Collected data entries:
-- -- --
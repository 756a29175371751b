//! In-memory text resource, optionally loaded from JSON.

use std::collections::HashMap;
use std::io::Read;

use chrono::{NaiveDate, Weekday};
use serde::{Deserialize, Serialize};
use thiserror::Error;

use super::{TextResource, number};
use crate::error::ParseError;

/// Error loading a [`TextBundle`].
#[derive(Debug, Error)]
pub enum TextError {
    /// The bundle is not valid JSON or has the wrong shape.
    #[error("invalid text bundle: {0}")]
    Json(#[from] serde_json::Error),
    /// The bundle could not be read.
    #[error("failed to read text bundle: {0}")]
    Io(#[from] std::io::Error),
    /// The date pattern cannot format a date.
    #[error("invalid date format {0:?}")]
    DateFormat(String),
}

/// Locale-dependent formatting settings.
#[derive(Debug, Clone, PartialEq, Serialize, Deserialize)]
#[serde(default, rename_all = "camelCase")]
pub struct Formats {
    /// Separator between integer and fraction digits.
    pub decimal_separator: char,
    /// Separator between groups of three integer digits.
    pub grouping_separator: Option<char>,
    /// Digits shown after the decimal separator.
    pub fraction_digits: usize,
    /// `chrono` pattern used to show and parse dates.
    pub date_format: String,
    /// First column of the calendar.
    pub first_day_of_week: Weekday,
}

impl Default for Formats {
    fn default() -> Self {
        Self {
            decimal_separator: '.',
            grouping_separator: Some(','),
            fraction_digits: 2,
            date_format: "%m/%d/%Y".to_string(),
            first_day_of_week: Weekday::Sun,
        }
    }
}

/// Strings and formats of one locale.
///
/// # Example
///
/// ```
/// use tether::text::{TextBundle, TextResource};
///
/// let bundle = TextBundle::from_json(r#"{
///     "strings": { "greeting": "Hallo {0}" },
///     "formats": { "decimalSeparator": ",", "groupingSeparator": "." }
/// }"#).unwrap();
///
/// assert_eq!(bundle.format_string("greeting", &["Welt"]), "Hallo Welt");
/// assert_eq!(bundle.format_double(1234.5), "1.234,50");
/// ```
#[derive(Debug, Clone, Default, PartialEq, Serialize, Deserialize)]
#[serde(default)]
pub struct TextBundle {
    strings: HashMap<String, String>,
    formats: Formats,
}

const ENGLISH: &[(&str, &str)] = &[
    ("validation.fieldMustBeFilledIn", "This field must be filled in."),
    ("validation.invalidEmail", "Please enter a valid e-mail address."),
    ("validation.patternMismatch", "The value has the wrong format."),
    ("gen.close", "Close"),
    ("gen.choose", "..."),
    ("gen.calendar", "Calendar"),
    ("calendar.sun", "S"),
    ("calendar.mon", "M"),
    ("calendar.tue", "T"),
    ("calendar.wed", "W"),
    ("calendar.thu", "T"),
    ("calendar.fri", "F"),
    ("calendar.sat", "S"),
    ("taskWithProgressDialog.title", "Please wait"),
    ("taskWithProgressDialog.failed", "The operation failed: {0}"),
    ("taskWithProgressDialog.showDetails", "Show details"),
    ("taskWithProgressDialog.hideDetails", "Hide details"),
];

impl TextBundle {
    /// Create an empty bundle with default formats.
    pub fn new() -> Self {
        Self::default()
    }

    /// The library's own English strings.
    pub fn english() -> Self {
        ENGLISH
            .iter()
            .fold(Self::new(), |bundle, (id, text)| bundle.with(*id, *text))
    }

    /// Parse a bundle from JSON.
    pub fn from_json(json: &str) -> Result<Self, TextError> {
        let bundle: Self = serde_json::from_str(json)?;
        bundle.check()
    }

    /// Read a bundle from JSON.
    pub fn from_reader(reader: impl Read) -> Result<Self, TextError> {
        let bundle: Self = serde_json::from_reader(reader)?;
        bundle.check()
    }

    /// Add or replace one string.
    pub fn with(mut self, id: impl Into<String>, text: impl Into<String>) -> Self {
        self.strings.insert(id.into(), text.into());
        self
    }

    /// Replace the formats.
    pub fn with_formats(mut self, formats: Formats) -> Self {
        self.formats = formats;
        self
    }

    /// Add every string of `other` that this bundle does not define.
    pub fn merged_with(mut self, other: &TextBundle) -> Self {
        for (id, text) in &other.strings {
            self.strings
                .entry(id.clone())
                .or_insert_with(|| text.clone());
        }
        self
    }

    /// The formats in use.
    pub fn formats(&self) -> &Formats {
        &self.formats
    }

    /// Whether a string with this id exists.
    pub fn contains(&self, id: &str) -> bool {
        self.strings.contains_key(id)
    }

    fn check(self) -> Result<Self, TextError> {
        use std::fmt::Write;

        let mut rendered = String::new();
        let sample = NaiveDate::from_ymd_opt(2000, 1, 31).unwrap_or_default();
        if write!(rendered, "{}", sample.format(&self.formats.date_format)).is_err() {
            return Err(TextError::DateFormat(self.formats.date_format));
        }
        Ok(self)
    }
}

impl TextResource for TextBundle {
    fn string(&self, id: &str) -> String {
        match self.strings.get(id) {
            Some(text) => text.clone(),
            None => {
                log::warn!("Missing text resource '{}'", id);
                id.to_string()
            }
        }
    }

    fn format_double(&self, value: f64) -> String {
        number::format(
            value,
            self.formats.fraction_digits,
            self.formats.decimal_separator,
            self.formats.grouping_separator,
        )
    }

    fn parse_double(&self, text: &str) -> Result<f64, ParseError> {
        number::parse(
            text,
            self.formats.decimal_separator,
            self.formats.grouping_separator,
        )
    }

    fn format_date(&self, date: NaiveDate) -> String {
        use std::fmt::Write;

        let mut out = String::new();
        if write!(out, "{}", date.format(&self.formats.date_format)).is_err() {
            log::warn!("Invalid date format {:?}", self.formats.date_format);
            return date.to_string();
        }
        out
    }

    fn parse_date(&self, text: &str) -> Result<NaiveDate, ParseError> {
        NaiveDate::parse_from_str(text.trim(), &self.formats.date_format)
            .map_err(|_| ParseError::new(text, "date"))
    }

    fn first_day_of_week(&self) -> Weekday {
        self.formats.first_day_of_week
    }
}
-- -- --
▶ _Activity_
Copy out the lines above word for word, stopping after the line containing "field must be".

▶ _The completed task_
repository 756a29175371751b
//! In-memory text resource, optionally loaded from JSON.

use std::collections::HashMap;
use std::io::Read;

use chrono::{NaiveDate, Weekday};
use serde::{Deserialize, Serialize};
use thiserror::Error;

use super::{TextResource, number};
use crate::error::ParseError;

/// Error loading a [`TextBundle`].
#[derive(Debug, Error)]
pub enum TextError {
    /// The bundle is not valid JSON or has the wrong shape.
    #[error("invalid text bundle: {0}")]
    Json(#[from] serde_json::Error),
    /// The bundle could not be read.
    #[error("failed to read text bundle: {0}")]
    Io(#[from] std::io::Error),
    /// The date pattern cannot format a date.
    #[error("invalid date format {0:?}")]
    DateFormat(String),
}

/// Locale-dependent formatting settings.
#[derive(Debug, Clone, PartialEq, Serialize, Deserialize)]
#[serde(default, rename_all = "camelCase")]
pub struct Formats {
    /// Separator between integer and fraction digits.
    pub decimal_separator: char,
    /// Separator between groups of three integer digits.
    pub grouping_separator: Option<char>,
    /// Digits shown after the decimal separator.
    pub fraction_digits: usize,
    /// `chrono` pattern used to show and parse dates.
    pub date_format: String,
    /// First column of the calendar.
    pub first_day_of_week: Weekday,
}

impl Default for Formats {
    fn default() -> Self {
        Self {
            decimal_separator: '.',
            grouping_separator: Some(','),
            fraction_digits: 2,
            date_format: "%m/%d/%Y".to_string(),
            first_day_of_week: Weekday::Sun,
        }
    }
}

/// Strings and formats of one locale.
///
/// # Example
///
/// ```
/// use tether::text::{TextBundle, TextResource};
///
/// let bundle = TextBundle::from_json(r#"{
///     "strings": { "greeting": "Hallo {0}" },
///     "formats": { "decimalSeparator": ",", "groupingSeparator": "." }
/// }"#).unwrap();
///
/// assert_eq!(bundle.format_string("greeting", &["Welt"]), "Hallo Welt");
/// assert_eq!(bundle.format_double(1234.5), "1.234,50");
/// ```
#[derive(Debug, Clone, Default, PartialEq, Serialize, Deserialize)]
#[serde(default)]
pub struct TextBundle {
    strings: HashMap<String, String>,
    formats: Formats,
}

const ENGLISH: &[(&str, &str)] = &[
    ("validation.fieldMustBeFilledIn", "This field must be filled in."),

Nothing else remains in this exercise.